12/28/2014: Doing What You Love

The Fog and the Light

The Fog and the Light

MELBOURNE, FL — #Writing #MyLove

1:50 PM

Yesterday, reader Nathan was asking about my doubts and motivations when it comes to writing. What got me thinking was when he asked, “Did you ever ask the question how will it work out?

I used to. Back when I was trying. When I was trying to be a writer, I used to ask that question a lot. (“Writer” = Identity = “Me” = Very Important).

No more though. Now I write because I love to write. Thinking back on this, practically everything I’m good at, I love doing. Which isn’t too hard to understand really—nothing mystical at all here: What you love to do, you do more of it, so you naturally get better at it… and if you stick with it, you get good at it—maybe even great at it.
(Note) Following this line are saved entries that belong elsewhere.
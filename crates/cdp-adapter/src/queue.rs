//! Bounded queue of fire-and-track commands served by one worker thread.
//!
//! The worker writes pending commands, pumps the socket into the response
//! bus, completes sent commands whose reply has arrived and expires the ones
//! that waited too long. Finished entries stay visible to [`CommandQueue::wait`]
//! and [`CommandQueue::stats`] until their slot is needed again.

use std::collections::VecDeque;
use std::sync::atomic::{AtomicBool, Ordering};
use std::sync::Arc;
use std::thread::{self, JoinHandle};
use std::time::{Duration, Instant};

use parking_lot::{Condvar, Mutex};
use serde::Serialize;
use serde_json::Value;
use tracing::{debug, info, warn};

use crate::dispatch::{build_envelope, Dispatcher};
use crate::error::{AdapterError, AdapterErrorKind, AdapterResult};
use crate::metrics;

pub const QUEUE_CAPACITY: usize = 100;
pub const ASYNC_TIMEOUT_MS: u64 = 30_000;

const PUMP_SLICE: Duration = Duration::from_millis(100);
const IDLE_WAIT: Duration = Duration::from_millis(100);

#[derive(Clone, Copy, Debug, PartialEq, Eq, Serialize)]
#[serde(rename_all = "snake_case")]
pub enum CommandState {
    Pending,
    Sent,
    Completed,
    Failed,
    Timeout,
}

impl CommandState {
    pub fn is_final(self) -> bool {
        matches!(
            self,
            CommandState::Completed | CommandState::Failed | CommandState::Timeout
        )
    }
}

/// Final (or current) view of a queued command.
#[derive(Clone, Debug, Serialize)]
pub struct CommandOutcome {
    pub id: u64,
    pub method: String,
    pub state: CommandState,
    /// Raw reply on completion, a short reason on failure or timeout.
    pub response: Option<String>,
}

/// Called once with the final outcome. User data travels in the closure.
pub type CompletionCallback = Box<dyn FnOnce(&CommandOutcome) + Send>;

#[derive(Clone, Copy, Debug, Default, PartialEq, Eq, Serialize)]
pub struct QueueStats {
    pub pending: usize,
    pub completed: usize,
    pub failed: usize,
}

struct AsyncCommand {
    id: u64,
    method: String,
    envelope: String,
    state: CommandState,
    response: Option<String>,
    sent_at: Option<Instant>,
    timeout: Duration,
    callback: Option<CompletionCallback>,
}

impl AsyncCommand {
    fn outcome(&self) -> CommandOutcome {
        CommandOutcome {
            id: self.id,
            method: self.method.clone(),
            state: self.state,
            response: self.response.clone(),
        }
    }

    /// Move to a final state; hands back the callback to run outside the lock.
    fn finish(
        &mut self,
        state: CommandState,
        response: String,
    ) -> Option<(CompletionCallback, CommandOutcome)> {
        self.state = state;
        self.response = Some(response);
        let outcome = self.outcome();
        self.callback.take().map(|callback| (callback, outcome))
    }
}

struct Shared {
    commands: Mutex<VecDeque<AsyncCommand>>,
    changed: Condvar,
    running: AtomicBool,
    capacity: usize,
}

pub struct CommandQueue {
    dispatcher: Arc<Dispatcher>,
    shared: Arc<Shared>,
    worker: Mutex<Option<JoinHandle<()>>>,
}

impl CommandQueue {
    pub fn start(dispatcher: Arc<Dispatcher>) -> AdapterResult<Self> {
        Self::with_capacity(dispatcher, QUEUE_CAPACITY)
    }

    pub fn with_capacity(dispatcher: Arc<Dispatcher>, capacity: usize) -> AdapterResult<Self> {
        let shared = Arc::new(Shared {
            commands: Mutex::new(VecDeque::with_capacity(capacity)),
            changed: Condvar::new(),
            running: AtomicBool::new(true),
            capacity: capacity.max(1),
        });

        let worker_shared = Arc::clone(&shared);
        let worker_dispatcher = Arc::clone(&dispatcher);
        let worker = thread::Builder::new()
            .name("cdp-queue".to_string())
            .spawn(move || worker_loop(&worker_dispatcher, &worker_shared))
            .map_err(|err| AdapterError::io(AdapterErrorKind::Internal, &err))?;
        info!(target: "cdp-queue", capacity = shared.capacity, "command queue started");

        Ok(Self {
            dispatcher,
            shared,
            worker: Mutex::new(Some(worker)),
        })
    }

    /// Queue a command. `timeout_ms <= 0` selects the 30 s default.
    pub fn submit(
        &self,
        method: &str,
        params: Option<Value>,
        timeout_ms: i64,
        callback: Option<CompletionCallback>,
    ) -> AdapterResult<u64> {
        if !self.shared.running.load(Ordering::Acquire) {
            return Err(AdapterError::new(AdapterErrorKind::Internal)
                .with_hint("command queue is shut down"));
        }

        let mut commands = self.shared.commands.lock();
        if commands.len() >= self.shared.capacity {
            // recycle the oldest finished slot
            match commands.iter().position(|cmd| cmd.state.is_final()) {
                Some(pos) => {
                    commands.remove(pos);
                }
                None => {
                    return Err(AdapterError::new(AdapterErrorKind::QueueFull)
                        .with_hint(format!(
                            "command queue is full ({} in flight)",
                            self.shared.capacity
                        ))
                        .retriable(true));
                }
            }
        }

        let id = self.dispatcher.ids().next();
        let timeout = if timeout_ms > 0 {
            Duration::from_millis(timeout_ms as u64)
        } else {
            Duration::from_millis(ASYNC_TIMEOUT_MS)
        };
        commands.push_back(AsyncCommand {
            id,
            method: method.to_string(),
            envelope: build_envelope(id, method, params.as_ref()),
            state: CommandState::Pending,
            response: None,
            sent_at: None,
            timeout,
            callback,
        });
        drop(commands);

        self.shared.changed.notify_all();
        debug!(target: "cdp-queue", id, method, "command queued");
        Ok(id)
    }

    pub fn state(&self, id: u64) -> Option<CommandState> {
        self.shared
            .commands
            .lock()
            .iter()
            .find(|cmd| cmd.id == id)
            .map(|cmd| cmd.state)
    }

    /// Block until the command reaches a final state.
    pub fn wait(&self, id: u64, timeout: Duration) -> AdapterResult<CommandOutcome> {
        let deadline = Instant::now() + timeout;
        let mut commands = self.shared.commands.lock();
        loop {
            let Some(cmd) = commands.iter().find(|cmd| cmd.id == id) else {
                return Err(AdapterError::new(AdapterErrorKind::Internal)
                    .with_hint(format!("command {id} is not queued")));
            };
            if cmd.state.is_final() {
                return Ok(cmd.outcome());
            }
            if self
                .shared
                .changed
                .wait_until(&mut commands, deadline)
                .timed_out()
            {
                return Err(AdapterError::new(AdapterErrorKind::ReplyTimeout)
                    .with_hint(format!("command {id} still in flight"))
                    .retriable(true));
            }
        }
    }

    pub fn stats(&self) -> QueueStats {
        let commands = self.shared.commands.lock();
        let mut stats = QueueStats::default();
        for cmd in commands.iter() {
            match cmd.state {
                CommandState::Pending | CommandState::Sent => stats.pending += 1,
                CommandState::Completed => stats.completed += 1,
                CommandState::Failed | CommandState::Timeout => stats.failed += 1,
            }
        }
        stats
    }

    pub fn capacity(&self) -> usize {
        self.shared.capacity
    }

    pub fn shutdown(&self) {
        if !self.shared.running.swap(false, Ordering::AcqRel) {
            return;
        }
        self.shared.changed.notify_all();
        if let Some(worker) = self.worker.lock().take() {
            let _ = worker.join();
        }
        info!(target: "cdp-queue", "command queue stopped");
    }
}

impl Drop for CommandQueue {
    fn drop(&mut self) {
        self.shutdown();
    }
}

fn worker_loop(dispatcher: &Dispatcher, shared: &Shared) {
    while shared.running.load(Ordering::Acquire) {
        {
            let mut commands = shared.commands.lock();
            if !commands.iter().any(|cmd| !cmd.state.is_final()) {
                shared.changed.wait_for(&mut commands, IDLE_WAIT);
                continue;
            }
        }
        process_round(dispatcher, shared);
    }
}

fn process_round(dispatcher: &Dispatcher, shared: &Shared) {
    let mut finished = Vec::new();

    let to_send: Vec<(u64, String)> = shared
        .commands
        .lock()
        .iter()
        .filter(|cmd| cmd.state == CommandState::Pending)
        .map(|cmd| (cmd.id, cmd.envelope.clone()))
        .collect();

    for (id, envelope) in to_send {
        let sent = dispatcher.send_command_with_retry(&envelope);
        let mut commands = shared.commands.lock();
        let Some(cmd) = commands.iter_mut().find(|cmd| cmd.id == id) else {
            continue;
        };
        match sent {
            Ok(_) => {
                metrics::record_command(&cmd.method);
                cmd.state = CommandState::Sent;
                cmd.sent_at = Some(Instant::now());
            }
            Err(err) => {
                warn!(target: "cdp-queue", id, %err, "send failed");
                metrics::record_command_failure(&cmd.method);
                finished.extend(cmd.finish(CommandState::Failed, format!("Failed to send command: {err}")));
            }
        }
    }

    if let Err(err) = dispatcher.pump_once(PUMP_SLICE) {
        warn!(target: "cdp-queue", %err, "pump failed");
        thread::sleep(PUMP_SLICE);
    }

    {
        let mut commands = shared.commands.lock();
        for cmd in commands
            .iter_mut()
            .filter(|cmd| cmd.state == CommandState::Sent)
        {
            let sent_at = cmd.sent_at.unwrap_or_else(Instant::now);
            if let Some(reply) = dispatcher.bus().try_get(cmd.id) {
                metrics::record_command_success(&cmd.method, sent_at.elapsed());
                finished.extend(cmd.finish(CommandState::Completed, reply));
            } else if sent_at.elapsed() > cmd.timeout {
                warn!(
                    target: "cdp-queue",
                    id = cmd.id,
                    timeout_ms = cmd.timeout.as_millis() as u64,
                    "command timed out"
                );
                metrics::record_command_failure(&cmd.method);
                finished.extend(cmd.finish(CommandState::Timeout, "Command timed out".to_string()));
            }
        }
    }
    shared.changed.notify_all();

    for (callback, outcome) in finished {
        callback(&outcome);
    }
}

#[cfg(test)]
mod tests {
    use super::*;
    use crate::bus::ResponseBus;
    use crate::config::TransportConfig;
    use crate::dispatch::CommandIds;
    use crate::testing::FakeChrome;
    use std::sync::mpsc;

    fn queue_for(chrome: &FakeChrome, capacity: usize) -> CommandQueue {
        let dispatcher = Dispatcher::connect(
            chrome.endpoint(),
            "browser/q",
            TransportConfig::default(),
            Arc::new(CommandIds::new()),
            Arc::new(ResponseBus::new()),
        )
        .unwrap();
        CommandQueue::with_capacity(Arc::new(dispatcher), capacity).unwrap()
    }

    #[test]
    fn completes_and_invokes_callback() {
        let chrome = FakeChrome::start();
        let queue = queue_for(&chrome, 8);
        let (tx, rx) = mpsc::channel();
        let id = queue
            .submit(
                "Browser.getVersion",
                None,
                0,
                Some(Box::new(move |outcome| {
                    let _ = tx.send(outcome.clone());
                })),
            )
            .unwrap();

        let outcome = queue.wait(id, Duration::from_secs(3)).unwrap();
        assert_eq!(outcome.state, CommandState::Completed);
        assert!(outcome.response.unwrap().contains("Browser.getVersion"));

        let notified = rx.recv_timeout(Duration::from_secs(1)).unwrap();
        assert_eq!(notified.id, id);
        assert_eq!(queue.stats().completed, 1);
    }

    #[test]
    fn silent_command_times_out() {
        let chrome = FakeChrome::start();
        let queue = queue_for(&chrome, 8);
        let id = queue.submit("Test.silent", None, 150, None).unwrap();
        let outcome = queue.wait(id, Duration::from_secs(3)).unwrap();
        assert_eq!(outcome.state, CommandState::Timeout);
        assert_eq!(outcome.response.as_deref(), Some("Command timed out"));
        assert_eq!(
            queue.stats(),
            QueueStats {
                pending: 0,
                completed: 0,
                failed: 1
            }
        );
    }

    #[test]
    fn full_queue_rejects_until_a_slot_finishes() {
        let chrome = FakeChrome::start();
        let queue = queue_for(&chrome, 2);
        queue.submit("Test.silent", None, 60_000, None).unwrap();
        let quick = queue.submit("Browser.getVersion", None, 0, None).unwrap();
        queue.wait(quick, Duration::from_secs(3)).unwrap();

        // the finished slot is recycled, then the queue is genuinely full
        queue.submit("Test.silent", None, 60_000, None).unwrap();
        let err = queue
            .submit("Test.silent", None, 60_000, None)
            .unwrap_err();
        assert_eq!(err.kind, AdapterErrorKind::QueueFull);
        assert_eq!(queue.stats().pending, 2);
    }

    #[test]
    fn shutdown_refuses_new_work() {
        let chrome = FakeChrome::start();
        let queue = queue_for(&chrome, 4);
        queue.shutdown();
        assert!(queue.submit("Browser.getVersion", None, 0, None).is_err());
    }
}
I no longer write with a goal of success in mind. I write because whatever it is—the subject of what I’m writing about—feels like it needs to be written. Ditto my photography. I’m not looking to be a success in my photography, I just love taking pictures, and sometimes the subjects of my photos feel like they want to be taken. Like they need to be taken.

Ironically, this screw-success-do-what-you-love attitude is reflected in my current spiritual practice. After my initial awakening five or so years ago, I deeply wanted to be a successful teacher and that was reflected in my blog and other works. This Wayne-the-teacher attitude/identity has faded quite a bit over the years, but it was only recently—with my deep disenchantment with the world (and a key reason for starting this journal)—that I’ve finally given up the idea of success… on convincing or selling this stuff to others.

Now I’m (paradoxically selfishly since my practice is all about selflessness) focused more on what I really love: TaoGodHer and my relationship with Her. Consequences be damned, I’m doing what I want.

That sounds kind of cold and cynical, but when you look at it, maybe there’s (unintentionally) more to this than at first appears. People seem to like my writing and photography, so maybe this doing-it-for-the-simple-love-of-TaoGodHer will have a similar effect.

3:13 PM

Re-reading the above, I’m struck once again with how the Everything-Is-Alive archetype (for lack of a better phrase) keeps appearing in my awareness. As the I-thing dies/dissolves, TaoGodHer starts to suffuse things and thoughts: The Light/Dark archetypes; the insights needing to be written; the objects wanting to be photographed.

This isn’t a mental thing for me. It’s not a theory or an explanation or a philosophy. It’s a real thing, an experienced thing.

Everything—not just things, but even concepts—feels alive. Everything feels suffused with Her essence.

12/27/2014: To The Writers

Picture of a Picture of Panera Bread

Picture of a Picture of Panera Bread

MELBOURNE, FL — #Writing #FourthWall

8:12 AM

In between the Joy of Eternal Being practice, I’ve been “tinkering” with a few techy things in Ulysses. I’ve been tweaking my workflow, researching the built-in stylesheets in preparation for exporting these journal posts into ebook format, and playing with Ulysses’ beta version for the iPad.

One of the reasons I love Ulysses—besides its simple and clean interface—is in how logically it is designed. Similar to web design, you write the “source code” (your text) and use stylesheets to export your text to various formats (Word, rich-text, HTML, ePub, …). They have built in stylesheets so you don’t have to know anything special to export your work, but—if you do know CSS—you can create your own stylesheets to customize your own personal designs.

I use Ulysses to write all the text for this blog, then export it to HTML to preview it in the browser. When I’m satisfied, I simply copy and paste the text from the browser view into WordPress for publication on the blog. What is key in all this is that I’ll use the same source text to export all the blog posts into ePub format to create the ebooks at a later date. Same source text—two different products.

This strategy Ulysses decided on—one source document that can create many output documents—is a huge benefit for today’s writers faced with a multitude of publishing formats demanded by the industry and technology: A double spaced plain text document for editors, a Word document for agents and publishers, a PDF document for proofreaders, an HTML document for the web, an ePub document for ebooks, ….

I wish I had done this with the WayneWirs.com site, it would have made Awakening of a Mystic—a collection of previous blog posts—a piece of cake (I still haven’t compiled, copy/pasted,  and/or massaged Awakening out of the posts I tagged four months ago because it’s such a mess).

Note: I highly recommend the book, Writing A Novel With Ulysses III by David Hewson for some great tips on using Ulysses and organizing your writing in it.